**Directions:** All of the records must be restated exactly, with every line complete.

**Source records:**
★ ★ ★ ★ ★
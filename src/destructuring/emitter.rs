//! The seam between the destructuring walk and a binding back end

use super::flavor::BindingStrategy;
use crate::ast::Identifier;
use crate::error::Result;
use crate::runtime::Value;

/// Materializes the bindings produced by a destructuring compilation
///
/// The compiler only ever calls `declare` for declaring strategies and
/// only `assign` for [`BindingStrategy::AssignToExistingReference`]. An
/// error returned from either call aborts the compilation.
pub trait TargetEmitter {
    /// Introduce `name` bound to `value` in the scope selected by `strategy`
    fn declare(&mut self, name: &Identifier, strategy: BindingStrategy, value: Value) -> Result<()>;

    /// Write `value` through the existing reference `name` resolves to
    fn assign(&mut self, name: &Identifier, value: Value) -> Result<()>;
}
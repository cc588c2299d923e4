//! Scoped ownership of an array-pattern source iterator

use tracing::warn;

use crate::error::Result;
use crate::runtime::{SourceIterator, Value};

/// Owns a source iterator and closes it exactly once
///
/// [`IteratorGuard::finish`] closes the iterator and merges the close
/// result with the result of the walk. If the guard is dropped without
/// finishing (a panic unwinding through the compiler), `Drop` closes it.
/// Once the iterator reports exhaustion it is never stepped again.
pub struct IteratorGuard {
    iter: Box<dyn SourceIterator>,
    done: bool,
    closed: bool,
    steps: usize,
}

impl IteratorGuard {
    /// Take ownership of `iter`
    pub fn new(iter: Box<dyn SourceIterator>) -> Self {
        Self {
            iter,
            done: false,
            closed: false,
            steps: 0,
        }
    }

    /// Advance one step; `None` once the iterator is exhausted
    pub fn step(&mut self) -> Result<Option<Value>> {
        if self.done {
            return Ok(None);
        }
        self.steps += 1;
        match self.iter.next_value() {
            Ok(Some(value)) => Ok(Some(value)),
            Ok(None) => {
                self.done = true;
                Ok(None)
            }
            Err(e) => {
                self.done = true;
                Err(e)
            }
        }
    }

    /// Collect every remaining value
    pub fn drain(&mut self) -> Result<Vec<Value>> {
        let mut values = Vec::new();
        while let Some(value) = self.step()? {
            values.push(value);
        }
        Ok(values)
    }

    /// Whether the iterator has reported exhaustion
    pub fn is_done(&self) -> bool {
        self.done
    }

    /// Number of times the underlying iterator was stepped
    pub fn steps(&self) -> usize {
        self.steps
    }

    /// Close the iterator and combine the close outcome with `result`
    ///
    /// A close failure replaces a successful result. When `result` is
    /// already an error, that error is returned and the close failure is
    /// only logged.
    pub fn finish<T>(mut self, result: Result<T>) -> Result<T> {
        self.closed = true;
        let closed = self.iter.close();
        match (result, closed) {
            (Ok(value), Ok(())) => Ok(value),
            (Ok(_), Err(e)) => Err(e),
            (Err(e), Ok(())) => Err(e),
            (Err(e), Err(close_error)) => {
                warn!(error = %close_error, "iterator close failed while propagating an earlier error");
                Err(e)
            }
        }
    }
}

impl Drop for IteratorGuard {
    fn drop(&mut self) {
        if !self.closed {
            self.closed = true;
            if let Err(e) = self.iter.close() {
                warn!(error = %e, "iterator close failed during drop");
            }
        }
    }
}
★ ★ ★ ★ ★
**Answer to the problem:**
filename src/destructuring/emitter.rs
//! The seam between the destructuring walk and a binding back end

use super::flavor::BindingStrategy;
use crate::ast::Identifier;
use crate::error::Result;
use crate::runtime::Value;

/// Materializes the bindings produced by a destructuring compilation
///
/// The compiler only ever calls `declare` for declaring strategies and
/// only `assign` for [`BindingStrategy::AssignToExistingReference`]. An
/// error returned from either call aborts the compilation.
pub trait TargetEmitter {
    /// Introduce `name` bound to `value` in the scope selected by `strategy`
    fn declare(&mut self, name: &Identifier, strategy: BindingStrategy, value: Value) -> Result<()>;

    /// Write `value` through the existing reference `name` resolves to
    fn assign(&mut self, name: &Identifier, value: Value) -> Result<()>;
}
repository cc588c2299d923e4
//! Scoped ownership of an array-pattern source iterator

use tracing::warn;

use crate::error::Result;
use crate::runtime::{SourceIterator, Value};

/// Owns a source iterator and closes it exactly once
///
/// [`IteratorGuard::finish`] closes the iterator and merges the close
/// result with the result of the walk. If the guard is dropped without
/// finishing (a panic unwinding through the compiler), `Drop` closes it.
/// Once the iterator reports exhaustion it is never stepped again.
pub struct IteratorGuard {
    iter: Box<dyn SourceIterator>,
    done: bool,
    closed: bool,
    steps: usize,
}

impl IteratorGuard {
    /// Take ownership of `iter`
    pub fn new(iter: Box<dyn SourceIterator>) -> Self {
        Self {
            iter,
            done: false,
            closed: false,
            steps: 0,
        }
    }

    /// Advance one step; `None` once the iterator is exhausted
    pub fn step(&mut self) -> Result<Option<Value>> {
        if self.done {
            return Ok(None);
        }
        self.steps += 1;
        match self.iter.next_value() {
            Ok(Some(value)) => Ok(Some(value)),
            Ok(None) => {
                self.done = true;
                Ok(None)
            }
            Err(e) => {
                self.done = true;
                Err(e)
            }
        }
    }

    /// Collect every remaining value
    pub fn drain(&mut self) -> Result<Vec<Value>> {
        let mut values = Vec::new();
        while let Some(value) = self.step()? {
            values.push(value);
        }
        Ok(values)
    }

    /// Whether the iterator has reported exhaustion
    pub fn is_done(&self) -> bool {
        self.done
    }

    /// Number of times the underlying iterator was stepped
    pub fn steps(&self) -> usize {
        self.steps
    }

    /// Close the iterator and combine the close outcome with `result`
    ///
    /// A close failure replaces a successful result. When `result` is
    /// already an error, that error is returned and the close failure is
    /// only logged.
    pub fn finish<T>(mut self, result: Result<T>) -> Result<T> {
        self.closed = true;
        let closed = self.iter.close();
        match (result, closed) {
            (Ok(value), Ok(())) => Ok(value),
            (Ok(_), Err(e)) => Err(e),
            (Err(e), Ok(())) => Err(e),
            (Err(e), Err(close_error)) => {
                warn!(error = %close_error, "iterator close failed while propagating an earlier error");
                Err(e)
            }
        }
    }
}

impl Drop for IteratorGuard {
    fn drop(&mut self) {
        if !self.closed {
            self.closed = true;
            if let Err(e) = self.iter.close() {
                warn!(error = %e, "iterator close failed during drop");
            }
        }
    }
}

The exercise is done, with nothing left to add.